━━━━━ Records shown

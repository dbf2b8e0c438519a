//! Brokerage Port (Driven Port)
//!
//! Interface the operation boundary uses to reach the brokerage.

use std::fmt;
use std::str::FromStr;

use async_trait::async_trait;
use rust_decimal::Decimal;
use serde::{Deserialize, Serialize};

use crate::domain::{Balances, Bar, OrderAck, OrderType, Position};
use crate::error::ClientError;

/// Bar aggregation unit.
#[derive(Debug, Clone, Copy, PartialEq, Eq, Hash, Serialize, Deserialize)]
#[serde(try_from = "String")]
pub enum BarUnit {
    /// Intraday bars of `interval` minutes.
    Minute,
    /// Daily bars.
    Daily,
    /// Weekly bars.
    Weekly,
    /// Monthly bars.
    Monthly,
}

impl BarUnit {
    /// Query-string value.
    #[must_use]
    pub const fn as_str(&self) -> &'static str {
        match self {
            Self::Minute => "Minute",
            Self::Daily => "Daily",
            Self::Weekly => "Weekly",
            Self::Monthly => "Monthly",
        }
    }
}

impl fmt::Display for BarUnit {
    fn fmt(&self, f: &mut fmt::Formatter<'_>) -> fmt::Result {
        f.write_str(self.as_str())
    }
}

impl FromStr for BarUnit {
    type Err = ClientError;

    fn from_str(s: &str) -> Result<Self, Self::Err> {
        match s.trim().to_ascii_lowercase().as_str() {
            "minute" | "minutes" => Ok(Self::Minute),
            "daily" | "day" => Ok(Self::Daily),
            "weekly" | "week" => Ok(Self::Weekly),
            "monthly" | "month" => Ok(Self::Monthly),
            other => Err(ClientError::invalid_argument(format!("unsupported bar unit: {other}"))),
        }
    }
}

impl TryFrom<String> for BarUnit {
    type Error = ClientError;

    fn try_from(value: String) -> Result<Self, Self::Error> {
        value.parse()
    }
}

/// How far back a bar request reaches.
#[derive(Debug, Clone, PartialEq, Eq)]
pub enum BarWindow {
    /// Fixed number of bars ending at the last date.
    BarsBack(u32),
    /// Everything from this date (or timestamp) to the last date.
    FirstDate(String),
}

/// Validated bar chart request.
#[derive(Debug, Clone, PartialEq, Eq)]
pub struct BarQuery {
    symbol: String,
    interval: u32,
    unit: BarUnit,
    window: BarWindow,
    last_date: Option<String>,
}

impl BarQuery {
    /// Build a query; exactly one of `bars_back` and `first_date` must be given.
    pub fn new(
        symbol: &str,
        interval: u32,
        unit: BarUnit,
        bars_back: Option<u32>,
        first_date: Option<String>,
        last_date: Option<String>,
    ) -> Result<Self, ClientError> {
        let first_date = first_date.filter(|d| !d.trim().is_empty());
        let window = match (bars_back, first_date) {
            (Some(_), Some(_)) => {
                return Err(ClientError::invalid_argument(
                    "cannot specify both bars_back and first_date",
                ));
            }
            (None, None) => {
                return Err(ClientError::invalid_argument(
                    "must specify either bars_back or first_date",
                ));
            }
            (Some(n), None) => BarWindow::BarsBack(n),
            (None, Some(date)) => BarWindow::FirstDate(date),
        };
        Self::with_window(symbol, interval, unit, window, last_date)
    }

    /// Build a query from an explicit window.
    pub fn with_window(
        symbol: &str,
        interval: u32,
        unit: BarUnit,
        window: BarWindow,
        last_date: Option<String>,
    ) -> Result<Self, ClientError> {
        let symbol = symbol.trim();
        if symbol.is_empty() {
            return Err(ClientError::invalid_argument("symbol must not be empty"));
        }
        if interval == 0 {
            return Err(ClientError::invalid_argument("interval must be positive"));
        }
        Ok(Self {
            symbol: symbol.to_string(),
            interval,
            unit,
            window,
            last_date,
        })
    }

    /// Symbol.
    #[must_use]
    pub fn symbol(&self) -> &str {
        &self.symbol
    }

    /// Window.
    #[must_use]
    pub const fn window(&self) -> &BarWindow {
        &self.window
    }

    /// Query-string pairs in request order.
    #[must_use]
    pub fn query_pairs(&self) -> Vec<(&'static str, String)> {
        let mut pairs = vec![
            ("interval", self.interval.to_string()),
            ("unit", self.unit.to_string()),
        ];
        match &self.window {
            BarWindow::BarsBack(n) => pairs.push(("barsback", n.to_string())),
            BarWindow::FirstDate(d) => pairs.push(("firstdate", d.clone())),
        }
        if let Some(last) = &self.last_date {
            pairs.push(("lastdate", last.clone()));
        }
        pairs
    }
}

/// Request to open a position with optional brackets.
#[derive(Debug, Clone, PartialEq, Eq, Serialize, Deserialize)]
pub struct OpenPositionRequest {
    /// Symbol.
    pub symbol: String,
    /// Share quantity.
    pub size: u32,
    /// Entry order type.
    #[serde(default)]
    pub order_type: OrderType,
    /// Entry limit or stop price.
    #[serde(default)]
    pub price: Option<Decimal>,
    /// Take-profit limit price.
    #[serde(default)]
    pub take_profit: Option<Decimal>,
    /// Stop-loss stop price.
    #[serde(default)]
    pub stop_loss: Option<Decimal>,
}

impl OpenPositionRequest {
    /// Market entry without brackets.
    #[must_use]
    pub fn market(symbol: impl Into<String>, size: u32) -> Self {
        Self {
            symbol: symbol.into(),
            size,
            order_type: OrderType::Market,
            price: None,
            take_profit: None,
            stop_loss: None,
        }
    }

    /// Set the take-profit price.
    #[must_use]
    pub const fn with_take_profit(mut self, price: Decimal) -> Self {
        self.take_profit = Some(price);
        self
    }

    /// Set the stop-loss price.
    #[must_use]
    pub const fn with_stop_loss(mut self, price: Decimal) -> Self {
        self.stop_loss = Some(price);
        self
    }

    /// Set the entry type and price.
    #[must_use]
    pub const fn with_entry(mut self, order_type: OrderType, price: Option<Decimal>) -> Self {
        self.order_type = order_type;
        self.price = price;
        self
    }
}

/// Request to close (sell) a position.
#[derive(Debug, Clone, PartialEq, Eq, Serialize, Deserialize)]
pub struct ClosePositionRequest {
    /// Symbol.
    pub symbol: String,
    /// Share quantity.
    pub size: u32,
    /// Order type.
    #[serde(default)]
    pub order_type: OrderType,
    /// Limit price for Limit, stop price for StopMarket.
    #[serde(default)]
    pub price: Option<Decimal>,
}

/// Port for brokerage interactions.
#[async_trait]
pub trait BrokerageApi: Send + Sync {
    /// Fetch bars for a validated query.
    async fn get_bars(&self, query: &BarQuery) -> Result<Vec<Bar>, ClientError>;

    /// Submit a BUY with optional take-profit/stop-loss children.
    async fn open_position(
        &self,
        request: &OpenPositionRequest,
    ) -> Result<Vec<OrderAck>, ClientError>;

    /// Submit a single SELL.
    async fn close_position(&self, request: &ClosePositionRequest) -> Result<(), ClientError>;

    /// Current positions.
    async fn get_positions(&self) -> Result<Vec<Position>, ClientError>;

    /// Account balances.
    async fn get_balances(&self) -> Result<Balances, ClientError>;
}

━━━━━━━━━━

### Exercise brief:
The answer must be the complete set of entries, retyped exactly.

### Written reply:
repository dbf2b8e0c438519a
//! Brokerage Port (Driven Port)
//!
//! Interface the operation boundary uses to reach the brokerage.

use std::fmt;
use std::str::FromStr;

use async_trait::async_trait;
use rust_decimal::Decimal;
use serde::{Deserialize, Serialize};

use crate::domain::{Balances, Bar, OrderAck, OrderType, Position};
use crate::error::ClientError;

/// Bar aggregation unit.
#[derive(Debug, Clone, Copy, PartialEq, Eq, Hash, Serialize, Deserialize)]
#[serde(try_from = "String")]
pub enum BarUnit {
    /// Intraday bars of `interval` minutes.
    Minute,
    /// Daily bars.
    Daily,
    /// Weekly bars.
    Weekly,
    /// Monthly bars.
    Monthly,
}

impl BarUnit {
    /// Query-string value.
    #[must_use]
    pub const fn as_str(&self) -> &'static str {
        match self {
            Self::Minute => "Minute",
            Self::Daily => "Daily",
            Self::Weekly => "Weekly",
            Self::Monthly => "Monthly",
        }
    }
}

impl fmt::Display for BarUnit {
    fn fmt(&self, f: &mut fmt::Formatter<'_>) -> fmt::Result {
        f.write_str(self.as_str())
    }
}

impl FromStr for BarUnit {
    type Err = ClientError;

    fn from_str(s: &str) -> Result<Self, Self::Err> {
        match s.trim().to_ascii_lowercase().as_str() {
            "minute" | "minutes" => Ok(Self::Minute),
            "daily" | "day" => Ok(Self::Daily),
            "weekly" | "week" => Ok(Self::Weekly),
            "monthly" | "month" => Ok(Self::Monthly),
            other => Err(ClientError::invalid_argument(format!("unsupported bar unit: {other}"))),
        }
    }
}

impl TryFrom<String> for BarUnit {
    type Error = ClientError;

    fn try_from(value: String) -> Result<Self, Self::Error> {
        value.parse()
    }
}

/// How far back a bar request reaches.
#[derive(Debug, Clone, PartialEq, Eq)]
pub enum BarWindow {
    /// Fixed number of bars ending at the last date.
    BarsBack(u32),
    /// Everything from this date (or timestamp) to the last date.
    FirstDate(String),
}

/// Validated bar chart request.
#[derive(Debug, Clone, PartialEq, Eq)]
pub struct BarQuery {
    symbol: String,
    interval: u32,
    unit: BarUnit,
    window: BarWindow,
    last_date: Option<String>,
}

impl BarQuery {
    /// Build a query; exactly one of `bars_back` and `first_date` must be given.
    pub fn new(
        symbol: &str,
        interval: u32,
        unit: BarUnit,
        bars_back: Option<u32>,
        first_date: Option<String>,
        last_date: Option<String>,
    ) -> Result<Self, ClientError> {
        let first_date = first_date.filter(|d| !d.trim().is_empty());
        let window = match (bars_back, first_date) {
            (Some(_), Some(_)) => {
                return Err(ClientError::invalid_argument(
                    "cannot specify both bars_back and first_date",
                ));
            }
            (None, None) => {
                return Err(ClientError::invalid_argument(
                    "must specify either bars_back or first_date",
                ));
            }
            (Some(n), None) => BarWindow::BarsBack(n),
            (None, Some(date)) => BarWindow::FirstDate(date),
        };
        Self::with_window(symbol, interval, unit, window, last_date)
    }

    /// Build a query from an explicit window.
    pub fn with_window(
        symbol: &str,
        interval: u32,
        unit: BarUnit,
        window: BarWindow,
        last_date: Option<String>,
    ) -> Result<Self, ClientError> {
        let symbol = symbol.trim();
        if symbol.is_empty() {
            return Err(ClientError::invalid_argument("symbol must not be empty"));
        }
        if interval == 0 {
            return Err(ClientError::invalid_argument("interval must be positive"));
        }
        Ok(Self {
            symbol: symbol.to_string(),
            interval,
            unit,
            window,
            last_date,
        })
    }

    /// Symbol.
    #[must_use]
    pub fn symbol(&self) -> &str {
        &self.symbol
    }

    /// Window.
    #[must_use]
    pub const fn window(&self) -> &BarWindow {
        &self.window
    }

    /// Query-string pairs in request order.
    #[must_use]
    pub fn query_pairs(&self) -> Vec<(&'static str, String)> {
        let mut pairs = vec![
            ("interval", self.interval.to_string()),
            ("unit", self.unit.to_string()),
        ];
        match &self.window {
            BarWindow::BarsBack(n) => pairs.push(("barsback", n.to_string())),
            BarWindow::FirstDate(d) => pairs.push(("firstdate", d.clone())),
        }
        if let Some(last) = &self.last_date {
            pairs.push(("lastdate", last.clone()));
        }
        pairs
    }
}

/// Request to open a position with optional brackets.
#[derive(Debug, Clone, PartialEq, Eq, Serialize, Deserialize)]
pub struct OpenPositionRequest {
    /// Symbol.
    pub symbol: String,
    /// Share quantity.
    pub size: u32,
    /// Entry order type.
    #[serde(default)]
    pub order_type: OrderType,
    /// Entry limit or stop price.
    #[serde(default)]
    pub price: Option<Decimal>,
    /// Take-profit limit price.
    #[serde(default)]
    pub take_profit: Option<Decimal>,
    /// Stop-loss stop price.
    #[serde(default)]
    pub stop_loss: Option<Decimal>,
}

impl OpenPositionRequest {
    /// Market entry without brackets.
    #[must_use]
    pub fn market(symbol: impl Into<String>, size: u32) -> Self {
        Self {
            symbol: symbol.into(),
            size,
            order_type: OrderType::Market,
            price: None,
            take_profit: None,
            stop_loss: None,
        }
    }

    /// Set the take-profit price.
    #[must_use]
    pub const fn with_take_profit(mut self, price: Decimal) -> Self {
        self.take_profit = Some(price);
        self
    }

    /// Set the stop-loss price.
    #[must_use]
    pub const fn with_stop_loss(mut self, price: Decimal) -> Self {
        self.stop_loss = Some(price);
        self
    }

    /// Set the entry type and price.
    #[must_use]
    pub const fn with_entry(mut self, order_type: OrderType, price: Option<Decimal>) -> Self {
        self.order_type = order_type;
        self.price = price;
        self
    }
}

/// Request to close (sell) a position.
#[derive(Debug, Clone, PartialEq, Eq, Serialize, Deserialize)]
pub struct ClosePositionRequest {
    /// Symbol.
    pub symbol: String,
    /// Share quantity.
    pub size: u32,
    /// Order type.
    #[serde(default)]
    pub order_type: OrderType,
    /// Limit price for Limit, stop price for StopMarket.
    #[serde(default)]
    pub price: Option<Decimal>,
}

/// Port for brokerage interactions.
#[async_trait]
pub trait BrokerageApi: Send + Sync {
    /// Fetch bars for a validated query.
    async fn get_bars(&self, query: &BarQuery) -> Result<Vec<Bar>, ClientError>;

    /// Submit a BUY with optional take-profit/stop-loss children.
    async fn open_position(
        &self,
        request: &OpenPositionRequest,
    ) -> Result<Vec<OrderAck>, ClientError>;

    /// Submit a single SELL.
    async fn close_position(&self, request: &ClosePositionRequest) -> Result<(), ClientError>;

    /// Current positions.
    async fn get_positions(&self) -> Result<Vec<Position>, ClientError>;

    /// Account balances.
    async fn get_balances(&self) -> Result<Balances, ClientError>;
}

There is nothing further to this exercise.